No matter how strongly you may disagree with Faurisson and his vast following of North African and Middle Eastern admirers, you must admit that we live in a wildly diverse world in which conflicting beliefs and historical interpretations must coexist, at least until free and open debate leads to consensus.
If Moroccan universities made agreement with Faurisson a litmus test for admission and employment, we North Americans would rightly complain. Yet we are blind to the disgust we evoke in the vast majority of MENA intellectuals by our own refusal to allow Faurisson and those who agree with him to state their actual beliefs, and present their cases, in the North American and European academies.

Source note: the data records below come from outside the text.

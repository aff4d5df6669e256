//! Time-based fades for panels and the article overlay

/// Fade length in seconds
pub const FADE_DURATION: f64 = 0.5;

/// Vertical slide distance over a fade (pixels)
pub const FADE_RISE: f32 = 20.0;

/// A fade-and-slide started at a point in time. Entering content rises
/// into place from below; exiting content keeps rising as it fades out.
#[derive(Debug, Clone, Copy, PartialEq)]
pub struct Fade {
    started_at: f64,
    duration: f64,
    exiting: bool,
}

impl Fade {
    pub fn start(now: f64) -> Self {
        Self { started_at: now, duration: FADE_DURATION, exiting: false }
    }

    pub fn exit(now: f64) -> Self {
        Self { exiting: true, ..Self::start(now) }
    }

    /// 0.0 at start, 1.0 once finished (eased out)
    pub fn progress(&self, now: f64) -> f32 {
        let t = ((now - self.started_at) / self.duration).clamp(0.0, 1.0) as f32;
        1.0 - (1.0 - t) * (1.0 - t)
    }

    pub fn is_finished(&self, now: f64) -> bool {
        now - self.started_at >= self.duration
    }

    pub fn opacity(&self, now: f64) -> f32 {
        let p = self.progress(now);
        if self.exiting { 1.0 - p } else { p }
    }

    /// Vertical offset from the content's resting place (positive is down)
    pub fn offset_y(&self, now: f64) -> f32 {
        let p = self.progress(now);
        if self.exiting { -FADE_RISE * p } else { FADE_RISE * (1.0 - p) }
    }
}

#[cfg(test)]
mod tests {
    use super::*;

    #[test]
    fn test_fade_endpoints() {
        let fade = Fade::start(10.0);
        assert_eq!(fade.opacity(10.0), 0.0);
        assert_eq!(fade.offset_y(10.0), FADE_RISE);
        assert_eq!(fade.opacity(10.5), 1.0);
        assert_eq!(fade.offset_y(11.0), 0.0);
        assert!(fade.opacity(10.25) < 1.0);
        // Clock before start clamps
        assert_eq!(fade.opacity(9.0), 0.0);
    }

    #[test]
    fn test_fade_is_monotonic() {
        let fade = Fade::start(0.0);
        let mut last = -1.0;
        for i in 0..=10 {
            let p = fade.progress(i as f64 * 0.05);
            assert!(p >= last);
            last = p;
        }
    }

    #[test]
    fn test_exit_fades_out_and_rises() {
        let fade = Fade::exit(2.0);
        assert_eq!(fade.opacity(2.0), 1.0);
        assert_eq!(fade.offset_y(2.0), 0.0);
        assert!(!fade.is_finished(2.25));
        assert!(fade.opacity(2.25) > 0.0 && fade.opacity(2.25) < 1.0);

        assert!(fade.is_finished(2.5));
        assert_eq!(fade.opacity(2.5), 0.0);
        assert_eq!(fade.offset_y(3.0), -FADE_RISE);
    }
}
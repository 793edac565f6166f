//! Purpose: Per-front-end session state: environment handle, line counter, client lifecycle.
//! Exports: `Session`, `ClientState`.
//! Role: The only shared mutable state in the kernel; owned by the execution coordinator.
//! Invariants: The line counter is monotonically non-decreasing except via `reset_line`.
//! Invariants: The client lifecycle moves `Uninitialized -> Initialized` exactly once.

/// Whether the one-time client payload has been sent for this session.
#[derive(Copy, Clone, Debug, Eq, PartialEq)]
pub enum ClientState {
    Uninitialized,
    Initialized,
}

#[derive(Debug)]
pub struct Session<Env> {
    environment: Env,
    line_counter: u64,
    client: ClientState,
}

impl<Env> Session<Env> {
    pub fn new(environment: Env) -> Self {
        Self {
            environment,
            line_counter: 0,
            client: ClientState::Uninitialized,
        }
    }

    pub fn environment(&self) -> &Env {
        &self.environment
    }

    pub fn environment_mut(&mut self) -> &mut Env {
        &mut self.environment
    }

    pub fn current_line(&self) -> u64 {
        self.line_counter
    }

    /// Move the counter forward to `to`; a lower value leaves it untouched.
    pub fn advance_line(&mut self, to: u64) {
        if to < self.line_counter {
            tracing::debug!(
                current = self.line_counter,
                reported = to,
                "ignoring line counter regression"
            );
            return;
        }
        self.line_counter = to;
    }

    pub fn reset_line(&mut self) {
        self.line_counter = 0;
    }

    pub fn client_state(&self) -> ClientState {
        self.client
    }

    /// Transition to `Initialized`. Returns true only on the call that performed the transition.
    pub fn mark_client_initialized(&mut self) -> bool {
        match self.client {
            ClientState::Uninitialized => {
                self.client = ClientState::Initialized;
                true
            }
            ClientState::Initialized => false,
        }
    }
}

As I write this, Professor Tony Hall of the University of Lethbridge is under attack by a criminal conspiracy of slanderers and false-evidence-planters who have absurdly framed him as a “holocaust denier.” These individuals appear to have manufactured a hideous “kill all Jews” image, then arranged to have it planted, unbeknownst to Professor Hall, as an obscure comment on his Facebook page. After manufacturing and planting the offensive image, they appear to have conspired with Facebook to have FB blatantly violate its own guidelines by initially refusing to take down the image – a refusal that allowed B’nai Brith to manufacture a scandal.
Since it has emerged that Professor Hall’s detractors, rather than Professor Hall, appear to have manufactured and disseminated the offensive image, they have had to resort to a fallback attack. B’nai Brith Canada, the leaders of the anti-Hall lynch mob, just published an article headlined “Academic Freedom Does Not Include Holocaust Denial.” They label/libel Hall as a “holocaust denier” because, they say, he is “a staunch advocate of launching an ‘open debate on the Holocaust’.”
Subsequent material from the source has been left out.